菅首相の発表が大型ビジョンに映った東京・歌舞伎町

 首都圏の1都3県に緊急事態宣言が7日、再発令され、飲食店には2月7日まで、夜8時までの営業時間の短縮要請が出された。時短要請に従わない飲食店に各知事は店名の公表に踏み切る公算だが、飲食店の一斉蜂起も予想される。

 時短要請に応じた飲食店には1日あたり6万円、1か月で最大180万円の協力金が支給される。店の規模にもよるが、6万円では経営が成り立たないとして、今回の要請には応じない姿勢を表明している店も少なくない。

 思い出されるのは昨春に緊急事態宣言が出た際、休業要請に応じなかったパチンコ店を巡る騒動だ。東京や大阪、千葉では要請に応じない店として、店名と場所が公表され、さらし者扱いとなった。

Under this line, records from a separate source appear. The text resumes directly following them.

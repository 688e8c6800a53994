//! Status enums for orders and payments.

use serde::{Deserialize, Serialize};

/// Order lifecycle as reported by the marketplace API.
///
/// Orders move forward through `Placed → Confirmed → Packed → Shipped →
/// Delivered`; `Cancelled` can be reached from any state before delivery.
#[derive(Debug, Clone, Copy, PartialEq, Eq, Hash, Serialize, Deserialize, Default)]
#[serde(rename_all = "snake_case")]
pub enum OrderStatus {
    #[default]
    Placed,
    Confirmed,
    Packed,
    Shipped,
    Delivered,
    Cancelled,
}

impl OrderStatus {
    /// Ordered tracking stages shown to the buyer.
    pub const TRACKING_STAGES: [Self; 5] = [
        Self::Placed,
        Self::Confirmed,
        Self::Packed,
        Self::Shipped,
        Self::Delivered,
    ];

    /// Position in [`Self::TRACKING_STAGES`], `None` for cancelled orders.
    #[must_use]
    pub fn stage_index(self) -> Option<usize> {
        Self::TRACKING_STAGES.iter().position(|s| *s == self)
    }

    /// No further transitions happen from this state.
    #[must_use]
    pub const fn is_terminal(self) -> bool {
        matches!(self, Self::Delivered | Self::Cancelled)
    }

    /// Human-readable label.
    #[must_use]
    pub const fn label(self) -> &'static str {
        match self {
            Self::Placed => "Order placed",
            Self::Confirmed => "Confirmed by seller",
            Self::Packed => "Packed",
            Self::Shipped => "Shipped",
            Self::Delivered => "Delivered",
            Self::Cancelled => "Cancelled",
        }
    }
}

/// How the buyer pays for an order.
#[derive(Debug, Clone, Copy, PartialEq, Eq, Hash, Serialize, Deserialize, Default)]
#[serde(rename_all = "snake_case")]
pub enum PaymentMethod {
    #[default]
    CashOnDelivery,
    Upi,
    Card,
}

impl std::fmt::Display for PaymentMethod {
    fn fmt(&self, f: &mut std::fmt::Formatter<'_>) -> std::fmt::Result {
        match self {
            Self::CashOnDelivery => write!(f, "cash on delivery"),
            Self::Upi => write!(f, "UPI"),
            Self::Card => write!(f, "card"),
        }
    }
}

impl std::str::FromStr for PaymentMethod {
    type Err = String;

    fn from_str(s: &str) -> Result<Self, Self::Err> {
        match s.trim().to_ascii_lowercase().as_str() {
            "cod" | "cash" | "cash_on_delivery" => Ok(Self::CashOnDelivery),
            "upi" => Ok(Self::Upi),
            "card" => Ok(Self::Card),
            _ => Err(format!("invalid payment method: {s}")),
        }
    }
}

#[cfg(test)]
#[allow(clippy::unwrap_used)]
mod tests {
    use super::*;

    #[test]
    fn test_stage_index() {
        assert_eq!(OrderStatus::Placed.stage_index(), Some(0));
        assert_eq!(OrderStatus::Delivered.stage_index(), Some(4));
        assert_eq!(OrderStatus::Cancelled.stage_index(), None);
    }

    #[test]
    fn test_terminal_states() {
        assert!(OrderStatus::Delivered.is_terminal());
        assert!(OrderStatus::Cancelled.is_terminal());
        assert!(!OrderStatus::Shipped.is_terminal());
    }

    #[test]
    fn test_order_status_wire_format() {
        let status: OrderStatus = serde_json::from_str("\"shipped\"").unwrap();
        assert_eq!(status, OrderStatus::Shipped);
    }

    #[test]
    fn test_payment_method_parse() {
        assert_eq!("COD".parse::<PaymentMethod>().unwrap(), PaymentMethod::CashOnDelivery);
        assert_eq!("upi".parse::<PaymentMethod>().unwrap(), PaymentMethod::Upi);
        assert!("cheque".parse::<PaymentMethod>().is_err());
        assert_eq!(
            serde_json::to_string(&PaymentMethod::CashOnDelivery).unwrap(),
            "\"cash_on_delivery\""
        );
    }
}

 店前には要請に応じるよう迫る“自粛警察派”と「パチンコ店は換気が良く、しゃべらないので3密回避できる」と“問題ない派”の客が対立。パチンコ店が軒並み休業に追い込まれていたこともあって、公表された店には行列ができる現象となった。

 今回は昨年とは取り巻く状況が異なる。政府や知事らのその場しのぎや後手の対応が招いた結果だけに、抗議の意味を込めて営業を強行する店の続出が予想される。
「要請を守らない店としてリストを出せば、店側は批判にさらされるが、それ以上に店の宣伝にもなる。応援しようとの同情の声もあるだけにマーケティング的にも絶好のチャンスにもなる」(飲食店関係者)

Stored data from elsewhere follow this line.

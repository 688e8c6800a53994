//! Cache types for catalog responses.

use std::sync::Arc;

use millet_market_core::{CatalogProduct, ProductId};

/// Cache key for catalog reads.
#[derive(Debug, Clone, Hash, PartialEq, Eq)]
pub enum CacheKey {
    Products,
    Product(ProductId),
}

/// Cached value types.
#[derive(Debug, Clone)]
pub enum CacheValue {
    Products(Arc<[CatalogProduct]>),
    Product(Box<CatalogProduct>),
}
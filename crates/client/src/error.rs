//! Unified error handling.
//!
//! Each concern keeps its own error enum; `AppError` gathers them for callers
//! (the CLI) that just want to report whatever went wrong.

use thiserror::Error;

use crate::api::ApiError;
use crate::cart::CartError;
use crate::config::ConfigError;
use crate::services::{AuthError, CheckoutError};
use crate::session::SessionError;

/// Application-level error type.
#[derive(Debug, Error)]
pub enum AppError {
    /// Configuration failed to load.
    #[error("Configuration error: {0}")]
    Config(#[from] ConfigError),

    /// Marketplace API call failed.
    #[error("API error: {0}")]
    Api(#[from] ApiError),

    /// Cart operation rejected.
    #[error("Cart error: {0}")]
    Cart(#[from] CartError),

    /// Session store failed.
    #[error("Session error: {0}")]
    Session(#[from] SessionError),

    /// Sign-in or sign-out failed.
    #[error("Auth error: {0}")]
    Auth(#[from] AuthError),

    /// Order placement failed.
    #[error("Checkout error: {0}")]
    Checkout(#[from] CheckoutError),
}

impl AppError {
    /// Whether signing in again could fix this error.
    #[must_use]
    pub const fn needs_login(&self) -> bool {
        matches!(
            self,
            Self::Api(ApiError::Unauthorized)
                | Self::Auth(AuthError::Api(ApiError::Unauthorized))
                | Self::Checkout(
                    CheckoutError::NotAuthenticated | CheckoutError::Api(ApiError::Unauthorized)
                )
        )
    }
}

/// Result type alias for `AppError`.
pub type Result<T> = std::result::Result<T, AppError>;

#[cfg(test)]
mod tests {
    use millet_market_core::ProductId;

    use super::*;

    #[test]
    fn test_app_error_display() {
        let err = AppError::from(CartError::ProductNotFound(ProductId::new(4)));
        assert_eq!(err.to_string(), "Cart error: product 4 is not in the cart");

        let err = AppError::from(ApiError::NotFound("orders/8".to_string()));
        assert_eq!(err.to_string(), "API error: Not found: orders/8");
    }

    #[test]
    fn test_needs_login() {
        assert!(AppError::from(ApiError::Unauthorized).needs_login());
        assert!(AppError::from(CheckoutError::NotAuthenticated).needs_login());
        assert!(AppError::from(CheckoutError::Api(ApiError::Unauthorized)).needs_login());
        assert!(!AppError::from(CheckoutError::EmptyCart).needs_login());
        assert!(!AppError::from(ApiError::RateLimited(5)).needs_login());
    }
}
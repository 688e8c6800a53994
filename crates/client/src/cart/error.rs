//! Cart error types.

use millet_market_core::ProductId;
use thiserror::Error;

/// Errors returned by the checked cart operations.
///
/// The plain `remove_item`/`update_quantity` calls never fail; only
/// `add_item` and the `try_*` variants surface these.
#[derive(Debug, Clone, PartialEq, Eq, Error)]
pub enum CartError {
    /// Quantity must be at least 1.
    #[error("quantity must be at least 1 (got {0})")]
    InvalidQuantity(u32),

    /// Adding would push a line past `u32::MAX` units.
    #[error("quantity for product {product_id} would overflow")]
    QuantityOverflow {
        /// Product whose line would overflow.
        product_id: ProductId,
    },

    /// No line exists for the product.
    #[error("product {0} is not in the cart")]
    ProductNotFound(ProductId),
}
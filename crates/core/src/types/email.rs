//! Email address type.

use core::fmt;

use serde::{Deserialize, Serialize};

/// Errors that can occur when parsing an [`Email`].
#[derive(thiserror::Error, Debug, Clone, PartialEq, Eq)]
pub enum EmailError {
    /// The input string is empty.
    #[error("email cannot be empty")]
    Empty,
    /// The input string is too long.
    #[error("email must be at most {max} characters")]
    TooLong {
        /// Maximum allowed length.
        max: usize,
    },
    /// The input is not `local@domain`.
    #[error("email must look like name@domain")]
    Malformed,
}

/// An email address used as the marketplace login name.
///
/// Validation is structural only: a non-empty local part and domain around
/// a single `@`. Surrounding whitespace is trimmed, since addresses usually
/// arrive from typed input.
///
/// ```
/// use millet_market_core::Email;
///
/// assert!(Email::parse("ravi@fpo.in").is_ok());
/// assert!(Email::parse("  ravi@fpo.in ").is_ok());
/// assert!(Email::parse("ravi").is_err());
/// assert!(Email::parse("a@b@c").is_err());
/// ```
#[derive(Debug, Clone, Serialize, Deserialize, PartialEq, Eq, Hash)]
#[serde(try_from = "String", into = "String")]
pub struct Email(String);

impl Email {
    /// Maximum length of an email address (RFC 5321).
    pub const MAX_LENGTH: usize = 254;

    /// Parse an `Email` from a string.
    ///
    /// # Errors
    ///
    /// Returns an error if the trimmed input is empty, longer than 254
    /// characters, or not of the form `local@domain`.
    pub fn parse(s: &str) -> Result<Self, EmailError> {
        let s = s.trim();
        if s.is_empty() {
            return Err(EmailError::Empty);
        }
        if s.len() > Self::MAX_LENGTH {
            return Err(EmailError::TooLong {
                max: Self::MAX_LENGTH,
            });
        }

        match s.split_once('@') {
            Some((local, domain))
                if !local.is_empty() && !domain.is_empty() && !domain.contains('@') =>
            {
                Ok(Self(s.to_owned()))
            }
            _ => Err(EmailError::Malformed),
        }
    }

    /// Returns the email address as a string slice.
    #[must_use]
    pub fn as_str(&self) -> &str {
        &self.0
    }

    /// Returns the domain part of the email (after the @).
    #[must_use]
    pub fn domain(&self) -> &str {
        self.0.split_once('@').map_or("", |(_, domain)| domain)
    }
}

impl fmt::Display for Email {
    fn fmt(&self, f: &mut fmt::Formatter<'_>) -> fmt::Result {
        f.write_str(&self.0)
    }
}

impl std::str::FromStr for Email {
    type Err = EmailError;

    fn from_str(s: &str) -> Result<Self, Self::Err> {
        Self::parse(s)
    }
}

impl TryFrom<String> for Email {
    type Error = EmailError;

    fn try_from(value: String) -> Result<Self, Self::Error> {
        Self::parse(&value)
    }
}

impl From<Email> for String {
    fn from(email: Email) -> Self {
        email.0
    }
}

impl AsRef<str> for Email {
    fn as_ref(&self) -> &str {
        &self.0
    }
}

#[cfg(test)]
#[allow(clippy::unwrap_used)]
mod tests {
    use super::*;

    #[test]
    fn test_parse_rejects_missing_parts() {
        assert_eq!(Email::parse(""), Err(EmailError::Empty));
        assert_eq!(Email::parse("   "), Err(EmailError::Empty));
        assert_eq!(Email::parse("@fpo.in"), Err(EmailError::Malformed));
        assert_eq!(Email::parse("ravi@"), Err(EmailError::Malformed));
    }

    #[test]
    fn test_parse_too_long() {
        let long = format!("{}@fpo.in", "a".repeat(250));
        assert!(matches!(
            Email::parse(&long),
            Err(EmailError::TooLong { .. })
        ));
    }

    #[test]
    fn test_domain() {
        let email = Email::parse("meena@shg.org").unwrap();
        assert_eq!(email.domain(), "shg.org");
    }

    #[test]
    fn test_deserialize_validates() {
        let ok: Email = serde_json::from_str("\"meena@shg.org\"").unwrap();
        assert_eq!(ok.as_str(), "meena@shg.org");
        assert!(serde_json::from_str::<Email>("\"meena\"").is_err());
    }
}
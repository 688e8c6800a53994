//! Catalog browsing commands.
//!
//! # Usage
//!
//! ```bash
//! # List all products
//! mm-cli products
//!
//! # Show one product
//! mm-cli product 12
//! ```

#![allow(clippy::print_stdout)]

use millet_market_client::{AppContext, Result};
use millet_market_core::ProductId;

use crate::render;

/// Print the product list.
///
/// # Errors
///
/// Returns an error if the catalog cannot be fetched.
pub async fn list(ctx: &AppContext, refresh: bool) -> Result<()> {
    if refresh {
        ctx.api().invalidate_catalog();
    }
    let products = ctx.api().list_products().await?;
    print!("{}", render::product_table(&products));
    Ok(())
}

/// Print one product.
///
/// # Errors
///
/// Returns an error if the product does not exist or cannot be fetched.
pub async fn show(ctx: &AppContext, id: ProductId) -> Result<()> {
    let product = ctx.api().get_product(id).await?;
    print!("{}", render::product_detail(&product));
    Ok(())
}
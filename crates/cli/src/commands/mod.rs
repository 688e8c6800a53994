//! Subcommand implementations.

pub mod account;
pub mod catalog;
pub mod orders;
pub mod shell;
//! Flows that span the API client, the session store and the cart.

pub mod auth;
pub mod checkout;

pub use auth::AuthError;
pub use checkout::CheckoutError;
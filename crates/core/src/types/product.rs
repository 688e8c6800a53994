//! Catalog product records as served by the marketplace API.

use rust_decimal::Decimal;
use serde::{Deserialize, Serialize};

use super::ProductId;

/// Supplier label used when a product record carries no supplier name.
pub const DEFAULT_SUPPLIER_NAME: &str = "SHG";

/// A product listed in the remote catalog.
///
/// Only `id`, `displayName` and `unitPrice` are required; the API omits the
/// rest for some listings. `unitPrice` is accepted either as a JSON number or
/// as a decimal string.
#[derive(Debug, Clone, PartialEq, Eq, Serialize, Deserialize)]
#[serde(rename_all = "camelCase")]
pub struct CatalogProduct {
    pub id: ProductId,
    #[serde(alias = "name")]
    pub display_name: String,
    #[serde(alias = "price")]
    pub unit_price: Decimal,
    #[serde(default, skip_serializing_if = "Option::is_none")]
    pub supplier_name: Option<String>,
    #[serde(default, skip_serializing_if = "Option::is_none")]
    pub image_url: Option<String>,
    /// Millet variety or product group, e.g. "Foxtail" or "Ragi flour".
    #[serde(default, skip_serializing_if = "Option::is_none")]
    pub category: Option<String>,
    /// Selling unit, e.g. "kg".
    #[serde(default, skip_serializing_if = "Option::is_none")]
    pub unit: Option<String>,
    #[serde(default, skip_serializing_if = "Option::is_none")]
    pub stock: Option<u32>,
}

impl CatalogProduct {
    /// Supplier label, falling back to [`DEFAULT_SUPPLIER_NAME`] when the
    /// record has none (or only whitespace).
    #[must_use]
    pub fn supplier_or_default(&self) -> &str {
        self.supplier_name
            .as_deref()
            .map(str::trim)
            .filter(|s| !s.is_empty())
            .unwrap_or(DEFAULT_SUPPLIER_NAME)
    }

    /// Whether the listing reports stock and that stock is zero.
    #[must_use]
    pub fn is_out_of_stock(&self) -> bool {
        self.stock == Some(0)
    }
}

 店の宣伝行為にもなりかねないだけに各知事は「(店名公表に)ならないように協力をお願いしたい」(小池百合子都知事)、「懲罰が目的ではなく慎重に対応したい」(大野元裕埼玉県知事)と、すぐさま店名公表に踏み切るわけではなさそう。ただ、特措法45条に基づき、今月中旬から下旬にかけては「時短営業の指示」を出さざるを得ない状況となるだけに、反発する店側や客らとの間で大荒れとなりそうだ。